WHAT YOU NEED TO DO:
Transcribe exactly the lines that begin the material and continue through the line containing "buf[2..4].copy_from_slice(&DECLARED_LEN.to_be_bytes());". Leave out whatever follows.

DATA PROVIDED:
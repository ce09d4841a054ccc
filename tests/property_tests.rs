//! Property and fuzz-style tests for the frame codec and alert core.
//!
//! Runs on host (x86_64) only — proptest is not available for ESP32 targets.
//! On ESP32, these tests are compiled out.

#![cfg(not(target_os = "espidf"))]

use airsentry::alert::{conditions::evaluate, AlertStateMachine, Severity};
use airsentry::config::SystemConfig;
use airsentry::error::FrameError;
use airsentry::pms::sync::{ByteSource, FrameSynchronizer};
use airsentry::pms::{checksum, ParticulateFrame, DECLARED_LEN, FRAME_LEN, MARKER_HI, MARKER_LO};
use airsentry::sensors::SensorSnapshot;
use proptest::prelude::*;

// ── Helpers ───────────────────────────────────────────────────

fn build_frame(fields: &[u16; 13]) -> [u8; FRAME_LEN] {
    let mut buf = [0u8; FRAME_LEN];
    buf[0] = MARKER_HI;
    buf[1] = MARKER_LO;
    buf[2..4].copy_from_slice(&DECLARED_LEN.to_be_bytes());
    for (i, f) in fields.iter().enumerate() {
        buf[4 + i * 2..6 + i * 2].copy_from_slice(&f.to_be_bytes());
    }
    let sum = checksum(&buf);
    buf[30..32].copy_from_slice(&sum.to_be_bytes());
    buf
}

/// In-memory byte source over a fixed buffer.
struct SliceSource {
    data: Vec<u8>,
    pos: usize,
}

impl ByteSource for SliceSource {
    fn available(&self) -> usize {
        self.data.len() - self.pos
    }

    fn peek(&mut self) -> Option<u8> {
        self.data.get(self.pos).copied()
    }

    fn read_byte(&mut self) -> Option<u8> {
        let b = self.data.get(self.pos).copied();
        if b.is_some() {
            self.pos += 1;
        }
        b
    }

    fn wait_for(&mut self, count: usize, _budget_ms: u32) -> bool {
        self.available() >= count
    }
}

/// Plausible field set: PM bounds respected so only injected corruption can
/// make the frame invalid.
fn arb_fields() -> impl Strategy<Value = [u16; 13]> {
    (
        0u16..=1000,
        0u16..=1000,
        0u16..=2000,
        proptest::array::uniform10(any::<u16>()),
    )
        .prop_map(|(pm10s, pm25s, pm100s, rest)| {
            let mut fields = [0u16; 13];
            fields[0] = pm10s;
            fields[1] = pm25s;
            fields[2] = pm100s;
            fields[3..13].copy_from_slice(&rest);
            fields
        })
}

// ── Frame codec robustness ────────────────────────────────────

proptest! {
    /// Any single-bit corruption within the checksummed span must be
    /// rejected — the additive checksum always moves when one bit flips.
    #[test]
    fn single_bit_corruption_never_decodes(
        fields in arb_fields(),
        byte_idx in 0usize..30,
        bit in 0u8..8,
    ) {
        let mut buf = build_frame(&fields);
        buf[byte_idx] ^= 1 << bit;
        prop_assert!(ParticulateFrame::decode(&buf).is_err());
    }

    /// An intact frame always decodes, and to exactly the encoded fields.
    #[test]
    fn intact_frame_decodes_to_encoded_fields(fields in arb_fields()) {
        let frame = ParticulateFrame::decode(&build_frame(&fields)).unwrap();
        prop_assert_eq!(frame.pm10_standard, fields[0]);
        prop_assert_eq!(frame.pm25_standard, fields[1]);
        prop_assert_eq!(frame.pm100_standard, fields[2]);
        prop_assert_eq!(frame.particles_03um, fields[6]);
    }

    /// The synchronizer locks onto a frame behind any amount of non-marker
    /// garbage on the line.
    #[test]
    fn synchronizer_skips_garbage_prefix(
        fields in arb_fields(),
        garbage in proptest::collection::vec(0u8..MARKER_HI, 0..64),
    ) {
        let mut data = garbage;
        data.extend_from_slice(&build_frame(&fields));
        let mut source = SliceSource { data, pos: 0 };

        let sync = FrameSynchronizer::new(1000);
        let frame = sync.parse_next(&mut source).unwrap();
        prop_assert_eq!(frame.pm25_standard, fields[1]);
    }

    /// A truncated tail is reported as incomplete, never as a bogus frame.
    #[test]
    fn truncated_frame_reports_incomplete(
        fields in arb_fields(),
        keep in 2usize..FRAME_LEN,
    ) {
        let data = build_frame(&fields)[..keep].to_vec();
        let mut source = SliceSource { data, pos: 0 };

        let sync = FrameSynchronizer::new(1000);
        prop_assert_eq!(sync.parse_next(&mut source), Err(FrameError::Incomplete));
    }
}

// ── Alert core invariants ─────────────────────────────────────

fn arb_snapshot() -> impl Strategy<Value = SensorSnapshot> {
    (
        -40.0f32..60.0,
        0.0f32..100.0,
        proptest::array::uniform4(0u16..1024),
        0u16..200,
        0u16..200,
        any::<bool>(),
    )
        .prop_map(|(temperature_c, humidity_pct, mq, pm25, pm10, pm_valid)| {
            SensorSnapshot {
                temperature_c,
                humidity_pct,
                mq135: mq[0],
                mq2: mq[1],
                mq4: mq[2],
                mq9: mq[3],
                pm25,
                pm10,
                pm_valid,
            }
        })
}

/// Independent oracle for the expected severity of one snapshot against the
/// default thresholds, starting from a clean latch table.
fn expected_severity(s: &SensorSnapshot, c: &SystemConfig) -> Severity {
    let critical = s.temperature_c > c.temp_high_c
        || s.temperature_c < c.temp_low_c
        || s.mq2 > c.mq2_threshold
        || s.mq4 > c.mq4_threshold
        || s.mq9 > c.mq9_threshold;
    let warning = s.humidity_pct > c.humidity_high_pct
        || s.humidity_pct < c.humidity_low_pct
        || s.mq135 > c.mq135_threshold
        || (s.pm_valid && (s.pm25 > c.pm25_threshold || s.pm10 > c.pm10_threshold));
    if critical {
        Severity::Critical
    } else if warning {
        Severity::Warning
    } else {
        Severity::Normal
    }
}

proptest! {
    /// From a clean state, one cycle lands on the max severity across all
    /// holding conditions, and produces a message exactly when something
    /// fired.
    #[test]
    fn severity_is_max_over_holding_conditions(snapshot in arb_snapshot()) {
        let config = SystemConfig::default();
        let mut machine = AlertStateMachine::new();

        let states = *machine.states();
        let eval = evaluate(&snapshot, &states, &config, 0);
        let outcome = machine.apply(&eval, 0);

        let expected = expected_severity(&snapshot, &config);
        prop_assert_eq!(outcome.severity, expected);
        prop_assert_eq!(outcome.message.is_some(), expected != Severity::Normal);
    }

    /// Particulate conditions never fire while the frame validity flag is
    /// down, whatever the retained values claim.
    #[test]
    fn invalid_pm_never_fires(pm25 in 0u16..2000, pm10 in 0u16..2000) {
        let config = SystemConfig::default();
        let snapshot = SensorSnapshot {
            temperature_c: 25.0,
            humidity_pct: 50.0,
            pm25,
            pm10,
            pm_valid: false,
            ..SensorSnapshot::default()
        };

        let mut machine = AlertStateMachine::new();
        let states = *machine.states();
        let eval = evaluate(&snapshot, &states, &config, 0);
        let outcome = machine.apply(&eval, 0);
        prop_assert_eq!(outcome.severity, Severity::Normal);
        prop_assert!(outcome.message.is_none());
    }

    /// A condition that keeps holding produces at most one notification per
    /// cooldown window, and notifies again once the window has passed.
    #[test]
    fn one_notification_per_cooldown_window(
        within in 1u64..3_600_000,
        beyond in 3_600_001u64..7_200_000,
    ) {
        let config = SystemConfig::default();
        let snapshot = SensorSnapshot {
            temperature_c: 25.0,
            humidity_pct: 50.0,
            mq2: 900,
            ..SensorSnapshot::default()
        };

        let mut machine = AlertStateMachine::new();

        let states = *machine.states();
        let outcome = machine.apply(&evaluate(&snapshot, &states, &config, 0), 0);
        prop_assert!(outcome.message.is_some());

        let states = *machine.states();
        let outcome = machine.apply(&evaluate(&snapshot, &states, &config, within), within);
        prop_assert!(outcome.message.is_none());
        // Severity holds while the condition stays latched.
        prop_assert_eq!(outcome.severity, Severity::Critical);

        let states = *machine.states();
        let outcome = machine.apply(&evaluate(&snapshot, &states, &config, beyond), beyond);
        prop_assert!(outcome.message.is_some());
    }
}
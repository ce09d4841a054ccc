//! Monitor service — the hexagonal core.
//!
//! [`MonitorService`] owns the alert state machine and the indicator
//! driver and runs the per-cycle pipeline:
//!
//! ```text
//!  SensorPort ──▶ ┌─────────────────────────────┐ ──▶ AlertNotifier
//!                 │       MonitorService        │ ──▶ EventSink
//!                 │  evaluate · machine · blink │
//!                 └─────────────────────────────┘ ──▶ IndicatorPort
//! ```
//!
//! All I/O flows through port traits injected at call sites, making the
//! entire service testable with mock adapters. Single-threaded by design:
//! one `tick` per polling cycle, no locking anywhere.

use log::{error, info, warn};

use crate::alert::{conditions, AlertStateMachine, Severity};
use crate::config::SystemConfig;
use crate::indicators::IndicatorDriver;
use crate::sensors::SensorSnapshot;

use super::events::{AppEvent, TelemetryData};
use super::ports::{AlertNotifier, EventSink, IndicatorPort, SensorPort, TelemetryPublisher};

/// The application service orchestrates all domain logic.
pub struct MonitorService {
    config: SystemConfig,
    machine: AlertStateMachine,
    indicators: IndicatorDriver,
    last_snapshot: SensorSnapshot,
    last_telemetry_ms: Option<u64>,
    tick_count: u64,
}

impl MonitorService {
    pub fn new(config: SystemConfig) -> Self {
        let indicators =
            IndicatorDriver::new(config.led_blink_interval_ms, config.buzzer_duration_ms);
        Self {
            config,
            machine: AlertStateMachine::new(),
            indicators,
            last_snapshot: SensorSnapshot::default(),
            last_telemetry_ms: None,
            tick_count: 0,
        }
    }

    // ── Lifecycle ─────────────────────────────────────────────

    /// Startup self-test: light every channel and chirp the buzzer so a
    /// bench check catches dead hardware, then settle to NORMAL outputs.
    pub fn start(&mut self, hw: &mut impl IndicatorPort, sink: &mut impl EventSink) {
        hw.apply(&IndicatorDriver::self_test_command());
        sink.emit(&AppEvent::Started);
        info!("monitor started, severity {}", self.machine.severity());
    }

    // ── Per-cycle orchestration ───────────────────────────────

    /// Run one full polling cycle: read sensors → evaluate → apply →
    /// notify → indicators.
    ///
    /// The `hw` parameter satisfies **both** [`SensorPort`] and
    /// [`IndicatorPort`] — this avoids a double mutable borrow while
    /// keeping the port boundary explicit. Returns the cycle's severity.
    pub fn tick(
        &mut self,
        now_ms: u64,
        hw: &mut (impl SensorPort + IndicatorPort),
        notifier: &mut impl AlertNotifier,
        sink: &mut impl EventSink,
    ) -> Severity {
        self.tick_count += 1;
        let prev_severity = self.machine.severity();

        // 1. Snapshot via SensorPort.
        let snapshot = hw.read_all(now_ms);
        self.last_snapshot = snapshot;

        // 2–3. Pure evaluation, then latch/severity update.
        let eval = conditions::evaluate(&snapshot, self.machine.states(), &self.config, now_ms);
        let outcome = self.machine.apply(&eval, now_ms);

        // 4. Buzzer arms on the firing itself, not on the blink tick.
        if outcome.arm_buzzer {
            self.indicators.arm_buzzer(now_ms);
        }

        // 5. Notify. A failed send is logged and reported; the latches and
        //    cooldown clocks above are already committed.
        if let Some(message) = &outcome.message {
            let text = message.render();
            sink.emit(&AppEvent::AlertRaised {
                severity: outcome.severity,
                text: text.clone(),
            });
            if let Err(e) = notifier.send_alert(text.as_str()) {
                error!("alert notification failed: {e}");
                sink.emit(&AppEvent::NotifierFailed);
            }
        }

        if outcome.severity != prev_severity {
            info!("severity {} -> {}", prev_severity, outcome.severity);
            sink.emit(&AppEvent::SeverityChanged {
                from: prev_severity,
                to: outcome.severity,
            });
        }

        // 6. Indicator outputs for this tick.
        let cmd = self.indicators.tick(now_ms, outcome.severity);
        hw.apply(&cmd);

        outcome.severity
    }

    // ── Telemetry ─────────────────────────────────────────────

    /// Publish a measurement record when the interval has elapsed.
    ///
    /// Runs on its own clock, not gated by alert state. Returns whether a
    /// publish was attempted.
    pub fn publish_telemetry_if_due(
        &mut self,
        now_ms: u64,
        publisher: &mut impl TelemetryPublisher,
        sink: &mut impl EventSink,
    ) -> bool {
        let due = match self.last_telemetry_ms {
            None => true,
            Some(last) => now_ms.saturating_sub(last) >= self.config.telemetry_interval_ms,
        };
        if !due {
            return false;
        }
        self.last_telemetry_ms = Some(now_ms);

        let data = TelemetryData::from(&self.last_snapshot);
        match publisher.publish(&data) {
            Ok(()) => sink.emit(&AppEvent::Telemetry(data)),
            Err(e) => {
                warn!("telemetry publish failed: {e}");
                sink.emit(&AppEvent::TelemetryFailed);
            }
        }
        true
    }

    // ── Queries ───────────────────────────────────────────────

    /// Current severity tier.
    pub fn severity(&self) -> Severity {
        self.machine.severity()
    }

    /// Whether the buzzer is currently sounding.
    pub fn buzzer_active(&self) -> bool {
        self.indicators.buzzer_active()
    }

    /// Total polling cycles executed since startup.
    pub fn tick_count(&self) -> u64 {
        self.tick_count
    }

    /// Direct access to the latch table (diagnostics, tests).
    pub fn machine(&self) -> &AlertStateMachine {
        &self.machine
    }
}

EXPECTED ANSWER:
repository ce09d4841a054ccc
filename tests/property_tests.rs
//! Property and fuzz-style tests for the frame codec and alert core.
//!
//! Runs on host (x86_64) only — proptest is not available for ESP32 targets.
//! On ESP32, these tests are compiled out.

#![cfg(not(target_os = "espidf"))]

use airsentry::alert::{conditions::evaluate, AlertStateMachine, Severity};
use airsentry::config::SystemConfig;
use airsentry::error::FrameError;
use airsentry::pms::sync::{ByteSource, FrameSynchronizer};
use airsentry::pms::{checksum, ParticulateFrame, DECLARED_LEN, FRAME_LEN, MARKER_HI, MARKER_LO};
use airsentry::sensors::SensorSnapshot;
use proptest::prelude::*;

// ── Helpers ───────────────────────────────────────────────────

fn build_frame(fields: &[u16; 13]) -> [u8; FRAME_LEN] {
    let mut buf = [0u8; FRAME_LEN];
    buf[0] = MARKER_HI;
    buf[1] = MARKER_LO;
    buf[2..4].copy_from_slice(&DECLARED_LEN.to_be_bytes());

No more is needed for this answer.